Dalli praised health technology assessment as "a valuable tool for decision-makers when considering taking up new health technologies or phasing out obsolete technologies," and urged that EU member states "have much to gain from greater cooperation on health technology assessment."

Some industry participants were dismayed at the focus on cutting costs, on finding new ways of assessing the merit of healthcare innovations. The shadow of health technology assessment lies long over the pharmaceutical industry in Europe. There is a growing fear that the current preoccupation with austerity is giving health authorities a pretext for refusing reimbursement to new products because they are not immediately better than currently available alternatives—disregarding the intrinsic challenges of drug development and the inevitably gradual establishment of the clinical relevance of a product. Some pharmaceutical industry speakers timidly cautioned against over-simplified recourse to health technology assessment, suggesting that over-hasty establishment of a standardized approach across Europe might fail to take account of the complexities of evaluating relative efficacy. They were not entirely reassured when Giulia Del Brenna, a senior EU official responsible for biotechnology, also urged greater coordination at European level, including on health technology assessment.

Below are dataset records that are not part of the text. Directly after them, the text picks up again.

use sqlx::{PgPool, Postgres, QueryBuilder};
use uuid::Uuid;

use super::model::{NewNotification, Notification};
use crate::error::StoreError;

const COLUMNS: &str = "id, user_id, title, description, icon, is_read, kind, action_data, \
                       expires_at, created_at, updated_at";

pub async fn list_by_user(db: &PgPool, user_id: Uuid) -> Result<Vec<Notification>, StoreError> {
    let sql = format!(
        "SELECT {COLUMNS} FROM notifications WHERE user_id = $1 ORDER BY created_at DESC"
    );
    let rows = sqlx::query_as::<_, Notification>(&sql)
        .bind(user_id)
        .fetch_all(db)
        .await?;
    Ok(rows)
}

pub async fn unread_count(db: &PgPool, user_id: Uuid) -> Result<i64, StoreError> {
    let count: i64 = sqlx::query_scalar(
        "SELECT COUNT(*) FROM notifications WHERE user_id = $1 AND is_read = false",
    )
    .bind(user_id)
    .fetch_one(db)
    .await?;
    Ok(count)
}

pub async fn find(db: &PgPool, id: Uuid) -> Result<Option<Notification>, StoreError> {
    let sql = format!("SELECT {COLUMNS} FROM notifications WHERE id = $1");
    let row = sqlx::query_as::<_, Notification>(&sql)
        .bind(id)
        .fetch_optional(db)
        .await?;
    Ok(row)
}

/// Inserts every notification in one statement; an unknown recipient fails
/// the whole batch with `StoreError::MissingReference`.
pub async fn insert_many(
    db: &PgPool,
    batch: &[NewNotification],
) -> Result<Vec<Notification>, StoreError> {
    if batch.is_empty() {
        return Ok(Vec::new());
    }
    let mut qb: QueryBuilder<Postgres> = QueryBuilder::new(
        "INSERT INTO notifications \
         (id, user_id, title, description, icon, kind, action_data, expires_at) ",
    );
    qb.push_values(batch, |mut row, n| {
        row.push_bind(Uuid::new_v4())
            .push_bind(n.user_id)
            .push_bind(&n.title)
            .push_bind(&n.description)
            .push_bind(&n.icon)
            .push_bind(n.kind.as_str())
            .push_bind(&n.action_data)
            .push_bind(n.expires_at);
    });
    qb.push(" RETURNING ").push(COLUMNS);

    let rows = qb
        .build_query_as::<Notification>()
        .fetch_all(db)
        .await?;
    Ok(rows)
}

pub async fn insert(db: &PgPool, new: &NewNotification) -> Result<Notification, StoreError> {
    insert_many(db, std::slice::from_ref(new))
        .await?
        .pop()
        .ok_or(StoreError::NotFound)
}

pub async fn mark_read(db: &PgPool, id: Uuid) -> Result<Notification, StoreError> {
    let sql = format!(
        "UPDATE notifications SET is_read = true, updated_at = now() WHERE id = $1 RETURNING {COLUMNS}"
    );
    let row = sqlx::query_as::<_, Notification>(&sql)
        .bind(id)
        .fetch_one(db)
        .await?;
    Ok(row)
}

pub async fn mark_all_read(db: &PgPool, user_id: Uuid) -> Result<u64, StoreError> {
    let res = sqlx::query(
        "UPDATE notifications SET is_read = true, updated_at = now() \
         WHERE user_id = $1 AND is_read = false",
    )
    .bind(user_id)
    .execute(db)
    .await?;
    Ok(res.rows_affected())
}

pub async fn delete(db: &PgPool, id: Uuid) -> Result<(), StoreError> {
    sqlx::query("DELETE FROM notifications WHERE id = $1")
        .bind(id)
        .execute(db)
        .await?;
    Ok(())
}

pub async fn delete_all(db: &PgPool, user_id: Uuid) -> Result<u64, StoreError> {
    let res = sqlx::query("DELETE FROM notifications WHERE user_id = $1")
        .bind(user_id)
        .execute(db)
        .await?;
    Ok(res.rows_affected())
}

pub async fn delete_expired(db: &PgPool) -> Result<u64, StoreError> {
    let res = sqlx::query("DELETE FROM notifications WHERE expires_at < now()")
        .execute(db)
        .await?;
    Ok(res.rows_affected())
}
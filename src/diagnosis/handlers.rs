use axum::{
    extract::{multipart::MultipartRejection, DefaultBodyLimit, Multipart, State},
    http::StatusCode,
    routing::{get, post},
    Json, Router,
};
use serde_json::Value;
use time::OffsetDateTime;
use tracing::{error, info, instrument, warn};

use super::client::ImageUpload;
use crate::{auth::Identity, error::ApiError, state::AppState};

pub const MAX_IMAGE_BYTES: usize = 10 * 1024 * 1024;

pub fn public_routes() -> Router<AppState> {
    Router::new()
        .route("/conditions", get(conditions))
        .route("/health", get(health))
}

pub fn protected_routes() -> Router<AppState> {
    Router::new()
        .route("/analyze", post(analyze))
        .layer(DefaultBodyLimit::max(MAX_IMAGE_BYTES))
}

#[instrument(skip(state))]
pub async fn conditions(State(state): State<AppState>) -> Result<Json<Value>, ApiError> {
    state.diagnosis.conditions().await.map(Json).map_err(|e| {
        error!(error = ?e, "fetching conditions failed");
        ApiError::Upstream("Failed to fetch conditions from AI service")
    })
}

#[instrument(skip(state))]
pub async fn health(State(state): State<AppState>) -> Result<Json<Value>, ApiError> {
    state.diagnosis.health().await.map(Json).map_err(|e| {
        error!(error = ?e, "AI health check failed");
        ApiError::Upstream("AI service is not available")
    })
}

/// Accepts the first file part of a multipart body and forwards it for
/// classification. Only `image/*` uploads are accepted.
#[instrument(skip(state, multipart), fields(user_id = %identity.user_id))]
pub async fn analyze(
    State(state): State<AppState>,
    identity: Identity,
    multipart: Result<Multipart, MultipartRejection>,
) -> Result<Json<Value>, ApiError> {
    let mut multipart = multipart.map_err(|e| {
        warn!(error = %e, "analyze without multipart body");
        ApiError::bad_request("No image uploaded")
    })?;

    let image = read_image(&mut multipart).await?;
    info!(size = image.body.len(), content_type = %image.content_type, "forwarding image");

    state.diagnosis.predict(image).await.map(Json).map_err(|e| {
        error!(error = ?e, "image analysis failed");
        ApiError::Upstream("Failed to process the image")
    })
}

async fn read_image(multipart: &mut Multipart) -> Result<ImageUpload, ApiError> {
    loop {
        let field = match multipart.next_field().await {
            Ok(Some(field)) => field,
            Ok(None) => return Err(ApiError::bad_request("No image uploaded")),
            Err(e) => return Err(multipart_error(e.status(), &e.body_text())),
        };
        if field.file_name().is_none() {
            continue;
        }

        let content_type = field.content_type().unwrap_or_default().to_string();
        if !content_type.starts_with("image/") {
            warn!(%content_type, "rejected non-image upload");
            return Err(ApiError::bad_request("Only image files are allowed"));
        }
        let file_name = field
            .file_name()
            .filter(|n| !n.is_empty())
            .map(str::to_string)
            .unwrap_or_else(|| {
                format!("image_{}.jpg", OffsetDateTime::now_utc().unix_timestamp())
            });

        let body = field
            .bytes()
            .await
            .map_err(|e| multipart_error(e.status(), &e.body_text()))?;
        if body.is_empty() {
            return Err(ApiError::bad_request("No image uploaded"));
        }

        return Ok(ImageUpload {
            body,
            file_name,
            content_type,
        });
    }
}

fn multipart_error(status: StatusCode, detail: &str) -> ApiError {
    warn!(%status, %detail, "multipart read failed");
    if status == StatusCode::PAYLOAD_TOO_LARGE {
        ApiError::PayloadTooLarge("Image exceeds the 10MB limit")
    } else {
        ApiError::bad_request("Invalid multipart body")
    }
}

While Europe's "large and varied innovative health industry" was lauded as "one of the major strengths in tackling the growing healthcare challenge" by Andrzej Rys, the Director for Health Systems and Products in the European Commission, there were, he said, good examples of how healthcare systems in Europe can change to meet the challenges.

Some seized on the opportunity with glee. The medical devices industry was particularly conspicuous at the meeting. Eucomed, the industry association representing European medical technology, trumpeted its members' "power and capability to rapidly innovate and bring solutions for the challenges that Europe is facing, not only by improving people's lives, but also by delivering the changes needed to help build new models of healthcare delivery." Its chairman, Dr. Guy Lebeau, claimed that "a medical technology patent is registered every 38 minutes, accounting for 12 percent of all patents registered... to help people, governments, and healthcare systems." Its Chief Executive, John Wilkinson, highlighted the need for "a European environment conducive to innovation and change."

But the challenges facing medical devices are still rather different to those that medicines must confront, and there were fewer cheers heard from pharmaceutical industry participants at the meeting. They left the conference—and are facing the summer—in a rather thoughtful mood.

Peter O'Donnell is a freelance journalist who specializes in European health affairs and is based in Brussels, Belgium.